Honestly, I don't see how the rest of the industry can respond 100% to Apple right now. They can look at ARM and see the potential (as I'm sure they all are doing right now). But they won't have a means of getting there in the ways that Apple got there. The vertical integration between the OS and the SoC that Apple has won't be easy or even feasible for Microsoft or third parties to do. Not without changing the business model behind Windows PCs at a fundamental level.
All that being said, it was only during the Intel Mac era that a comparison between a Mac and a Windows PC wasn't an Apples and Oranges comparison. It was the same chips. Now, we're just back to the PowerPC era of comparing Mac to PC in that they're two different computers entirely.

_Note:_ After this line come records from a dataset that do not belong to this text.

use super::{rules, ProfessionModule};
use crate::battle::context::BattleContext;
use crate::buffs::{BuffDefinition, BuffEngine, StackPolicy};
use crate::combat::aoe::AoeParams;
use crate::combat::types::DamageType;
use crate::core::error::ConfigError;
use crate::procs::{ProcBuffTarget, ProcDefinition, ProcEngine, ProcTrigger};
use crate::skills::{ResourcePool, SkillDefinition};

pub const MANA: &str = "mana";
pub const IGNITE: &str = "ignite";
pub const FLAMESTRIKE_BURN: &str = "flamestrike_burn";

const FLAMESTRIKE_TARGETS: u32 = 4;

/// Fire caster: long locking Fireballs with instant Fire Blasts woven in.
#[derive(Debug, Clone, Copy, Default)]
pub struct Mage;

impl ProfessionModule for Mage {
    fn name(&self) -> &str {
        "Mage"
    }

    fn resources(&self) -> Vec<ResourcePool> {
        vec![ResourcePool::new(MANA, 500.0).with_regen(8.0)]
    }

    fn register_buff_definitions(&self, buffs: &mut BuffEngine) -> Result<(), ConfigError> {
        rules::register_buffs(
            buffs,
            [
                BuffDefinition::new(IGNITE, 6.0)
                    .damage_over_time(2.0, 4.0, DamageType::Fire)
                    .coefficients(0.0, 0.1)
                    .hasted()
                    .pandemic(0.3),
                BuffDefinition::new(FLAMESTRIKE_BURN, 8.0)
                    .damage_over_time(2.0, 6.0, DamageType::Fire)
                    .coefficients(0.0, 0.05)
                    .stacking(StackPolicy::Independent, 1),
            ],
        )
    }

    fn register_proc_definitions(&self, procs: &mut ProcEngine) -> Result<(), ConfigError> {
        rules::register_procs(
            procs,
            [
                ProcDefinition::apply_buff(
                    "ignite_on_crit",
                    ProcTrigger::OnCrit,
                    1.0,
                    IGNITE,
                    ProcBuffTarget::EventTarget,
                )
                .skill_only()
                .only_damage_type(DamageType::Fire),
                ProcDefinition::deal_damage(
                    "arcane_echo",
                    ProcTrigger::OnHit,
                    0.15,
                    15.0,
                    DamageType::Arcane,
                )
                .skill_only()
                .with_icd(2.0)
                .with_aoe(AoeParams::split(2)),
            ],
        )
    }

    fn build_skills(&self) -> Vec<SkillDefinition> {
        vec![
            SkillDefinition::new("fire_blast", 30, 25.0)
                .with_cost(MANA, 15.0)
                .with_cooldown(6.0)
                .with_damage_type(DamageType::Fire)
                .with_coefficients(0.0, 0.4)
                .off_gcd(true),
            SkillDefinition::new("flamestrike", 20, 20.0)
                .with_cost(MANA, 40.0)
                .with_cooldown(10.0)
                .with_cast_time(1.5, true)
                .with_damage_type(DamageType::Fire)
                .with_coefficients(0.0, 0.3)
                .with_aoe(AoeParams::cleave_full(FLAMESTRIKE_TARGETS)),
            SkillDefinition::new("fireball", 10, 50.0)
                .with_cost(MANA, 20.0)
                .with_cast_time(2.0, true)
                .with_damage_type(DamageType::Fire)
                .with_coefficients(0.0, 0.8),
        ]
    }

    fn on_skill_cast(&self, ctx: &mut BattleContext, skill_id: &str) {
        if skill_id == "flamestrike" {
            rules::apply_to_enemies(ctx, FLAMESTRIKE_BURN, FLAMESTRIKE_TARGETS as usize);
        } else {
            rules::on_skill_cast(ctx, skill_id);
        }
    }
}
//! Deterministic enemy generation for idle encounters.

use super::encounter::EncounterSpec;
use super::types::{Enemy, Mitigation};
use crate::core::constants::*;
use crate::core::rng::RandomStream;

const PREFIXES: [&str; 10] = [
    "Meadow", "Shadow", "Stone", "Cursed", "Ember", "Frost", "Crystal", "Tidal", "Storm", "Grim",
];
const SUFFIXES: [&str; 10] = [
    "Beetle", "Wolf", "Golem", "Skeleton", "Imp", "Wraith", "Sprite", "Naga", "Harpy", "Horror",
];

fn pick<'a>(options: &[&'a str], rng: &mut RandomStream) -> &'a str {
    let index = (rng.next_float() * options.len() as f64) as usize;
    options[index.min(options.len() - 1)]
}

/// Generates a themed enemy name.
pub fn generate_enemy_name(rng: &mut RandomStream) -> String {
    let prefix = pick(&PREFIXES, rng);
    let suffix = pick(&SUFFIXES, rng);
    format!("{} {}", prefix, suffix)
}

/// Calculates enemy stats for a character level (1-based).
/// Returns (hp, damage, armor) with variance applied.
fn calc_enemy_stats(level: u32, rng: &mut RandomStream) -> (u32, u32, f64) {
    let (base_hp, hp_step, base_dmg, dmg_step, armor_step) = ENEMY_BASE_STATS;
    let depth = level.saturating_sub(1);
    let raw_hp = base_hp.saturating_add(depth.saturating_mul(hp_step));
    let raw_dmg = base_dmg.saturating_add(depth.saturating_mul(dmg_step));

    let hp_var = rng.range(ENEMY_STAT_VARIANCE_MIN, ENEMY_STAT_VARIANCE_MAX);
    let dmg_var = rng.range(ENEMY_STAT_VARIANCE_MIN, ENEMY_STAT_VARIANCE_MAX);

    let hp = ((raw_hp as f64) * hp_var).max(1.0) as u32;
    let damage = ((raw_dmg as f64) * dmg_var).max(1.0) as u32;
    let armor = (depth as f64 * armor_step / 10.0).min(ENEMY_MAX_ARMOR);
    (hp, damage, armor)
}

/// Generates one enemy scaled for `level`.
pub fn generate_enemy(level: u32, rng: &mut RandomStream) -> Enemy {
    let (hp, damage, armor) = calc_enemy_stats(level, rng);
    let name = generate_enemy_name(rng);
    Enemy::new(name, hp, damage).with_mitigation(Mitigation {
        armor,
        resistance: armor / 2.0,
        flat: 0,
    })
}

/// A respawning pack used for idle and offline farming.
pub fn idle_encounter(level: u32, rng: &mut RandomStream) -> EncounterSpec {
    let pack = (0..ENEMIES_PER_PACK)
        .map(|_| generate_enemy(level, rng))
        .collect();
    EncounterSpec::Endless(pack)
}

Apple is certainly in an advantageous position from its years of planning ahead, its expertise in chip design and business model with tight control over hardware and software integration, I don't think it's insurmountable, but it's going to take years of effort and for the big players (
at least Microsoft and Nvidia (Arm), but better if more players, hardware and software are also on board) to come together and work hand in glove over that time. I would even go as far as to say Apple's biggest advantage isn't the chip hardware at all, but the fact Rosetta is so advanced, and that they're specifically running a
transition, not
adding Arm64 as an extra consideration for their software developers to maybe consider supporting if and when it gets to critical mass. This means Apple will probably have discontinued Rosetta and be powering ahead with native Arm64 Apps while on the Windows side it will still be pot luck whether you're getting a native Arm app, an emulated app that runs well, an emulated app that runs poorly, or an emulated app that doesn't run at all for years.